• Data for processing:
//! Mock capture backend for testing.
//!
//! Runs a real capture thread, just like the OS backends, but its "device" is
//! an in-process queue fed through a [`MockInjector`].  This lets session and
//! control-surface tests exercise thread lifecycle, stop and join on any OS.

use std::sync::atomic::{AtomicUsize, Ordering};
use std::sync::mpsc::{self, RecvTimeoutError, Sender};
use std::sync::{Arc, Mutex, PoisonError};
use std::time::Duration;

use tracing::{debug, trace};
use tracker_core::{EventSink, InputEvent};

use super::{
    spawn_with_handshake, BackendKind, CaptureBackend, CaptureError, CaptureHandle, StopSignal,
};

/// Name given to the mock capture thread.
pub const MOCK_THREAD_NAME: &str = "tracker-mock";

/// How often an idle mock thread re-checks for a stop request.
const IDLE_POLL: Duration = Duration::from_millis(20);

#[derive(Default)]
struct MockState {
    /// Feed of the currently running capture thread, tagged with its start generation.
    feed: Mutex<Option<(usize, Sender<InputEvent>)>>,
    generation: AtomicUsize,
    fail_with: Mutex<Option<String>>,
    live_threads: AtomicUsize,
    starts: AtomicUsize,
}

/// A [`CaptureBackend`] whose input is injected by the test.
pub struct MockBackend {
    state: Arc<MockState>,
}

/// Test-side handle for feeding and observing a [`MockBackend`].
#[derive(Clone)]
pub struct MockInjector {
    state: Arc<MockState>,
}

impl MockBackend {
    /// Creates a backend together with the injector that drives it.
    pub fn new() -> (Self, MockInjector) {
        let state = Arc::new(MockState::default());
        (
            Self {
                state: Arc::clone(&state),
            },
            MockInjector { state },
        )
    }

    /// Creates a backend whose every `start` fails with `reason`.
    pub fn failing(reason: impl Into<String>) -> (Self, MockInjector) {
        let (backend, injector) = Self::new();
        injector.fail_next_starts(Some(reason.into()));
        (backend, injector)
    }
}

impl MockInjector {
    /// Injects a synthetic event, as if captured from hardware.
    ///
    /// Returns `false` when no capture thread is running.
    pub fn inject(&self, event: InputEvent) -> bool {
        let feed = self.state.feed.lock().unwrap_or_else(PoisonError::into_inner);
        match feed.as_ref() {
            Some((_, tx)) => tx.send(event).is_ok(),
            None => false,
        }
    }

    /// Simulates the device going away: the running capture thread exits on
    /// its own, without a stop request.
    pub fn unplug(&self) {
        *self.state.feed.lock().unwrap_or_else(PoisonError::into_inner) = None;
    }

    /// Makes subsequent `start` calls fail (`Some`) or succeed (`None`).
    pub fn fail_next_starts(&self, reason: Option<String>) {
        *self
            .state
            .fail_with
            .lock()
            .unwrap_or_else(PoisonError::into_inner) = reason;
    }

    /// Number of mock capture threads currently alive.
    pub fn live_threads(&self) -> usize {
        self.state.live_threads.load(Ordering::SeqCst)
    }

    /// Number of successful `start` calls so far.
    pub fn starts(&self) -> usize {
        self.state.starts.load(Ordering::SeqCst)
    }
}

struct MockStop {
    state: Arc<MockState>,
    /// Which feed this handle owns, so a stale handle cannot cut off a newer thread.
    generation: usize,
}

impl StopSignal for MockStop {
    fn signal_stop(&self) {
        let mut feed = self.state.feed.lock().unwrap_or_else(PoisonError::into_inner);
        if feed.as_ref().is_some_and(|(gen, _)| *gen == self.generation) {
            *feed = None;
        }
    }
}

/// Decrements the live-thread counter when the capture thread exits.
struct LiveThread(Arc<MockState>);

impl Drop for LiveThread {
    fn drop(&mut self) {
        self.0.live_threads.fetch_sub(1, Ordering::SeqCst);
    }
}

impl CaptureBackend for MockBackend {
    fn kind(&self) -> BackendKind {
        BackendKind::Mock
    }

    fn start(&self, sink: EventSink) -> Result<CaptureHandle, CaptureError> {
        let state = Arc::clone(&self.state);
        let (generation, thread, completion) =
            spawn_with_handshake(BackendKind::Mock, MOCK_THREAD_NAME, move |handshake| {
                state.live_threads.fetch_add(1, Ordering::SeqCst);
                let _live = LiveThread(Arc::clone(&state));

                let failure = state
                    .fail_with
                    .lock()
                    .unwrap_or_else(PoisonError::into_inner)
                    .clone();
                if let Some(reason) = failure {
                    handshake.fail(reason);
                    return;
                }

                let (tx, rx) = mpsc::channel();
                let generation = state.generation.fetch_add(1, Ordering::SeqCst) + 1;
                *state.feed.lock().unwrap_or_else(PoisonError::into_inner) = Some((generation, tx));
                state.starts.fetch_add(1, Ordering::SeqCst);
                handshake.ready(generation);
                run_feed_loop(&state, generation, &rx, &sink);
                debug!("mock capture thread exiting");
            })?;

        Ok(CaptureHandle::new(
            BackendKind::Mock,
            Box::new(MockStop {
                state: Arc::clone(&self.state),
                generation,
            }),
            thread,
            completion,
        ))
    }
}

/// Forwards injected events until the stop signal retires this generation's feed.
fn run_feed_loop(
    state: &MockState,
    generation: usize,
    rx: &mpsc::Receiver<InputEvent>,
    sink: &EventSink,
) {
    loop {
        match rx.recv_timeout(IDLE_POLL) {
            Ok(event) => {
                if sink.push(event).is_err() {
                    trace!("channel closed, dropping mock event");
                    return;
                }
            }
            Err(RecvTimeoutError::Timeout) => {}
            Err(RecvTimeoutError::Disconnected) => return,
        }
        let still_current = state
            .feed
            .lock()
            .unwrap_or_else(PoisonError::into_inner)
            .as_ref()
            .is_some_and(|(gen, _)| *gen == generation);
        if !still_current {
            return;
        }
    }
}
//! Infrastructure layer for the capture agent.
//!
//! Contains OS-facing adapters: the per-platform input capture backends and
//! file-system storage for the configuration.
//!
//! **Dependency rule**: the `application` layer only reaches in here through
//! the `CaptureBackend` trait, its error type and the config schema.

pub mod input_capture;
pub mod storage;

• Exercise details: Respond with a single number, namely how many lines of the entries contain the word "SeqCst".

• Answer for this exercise: 6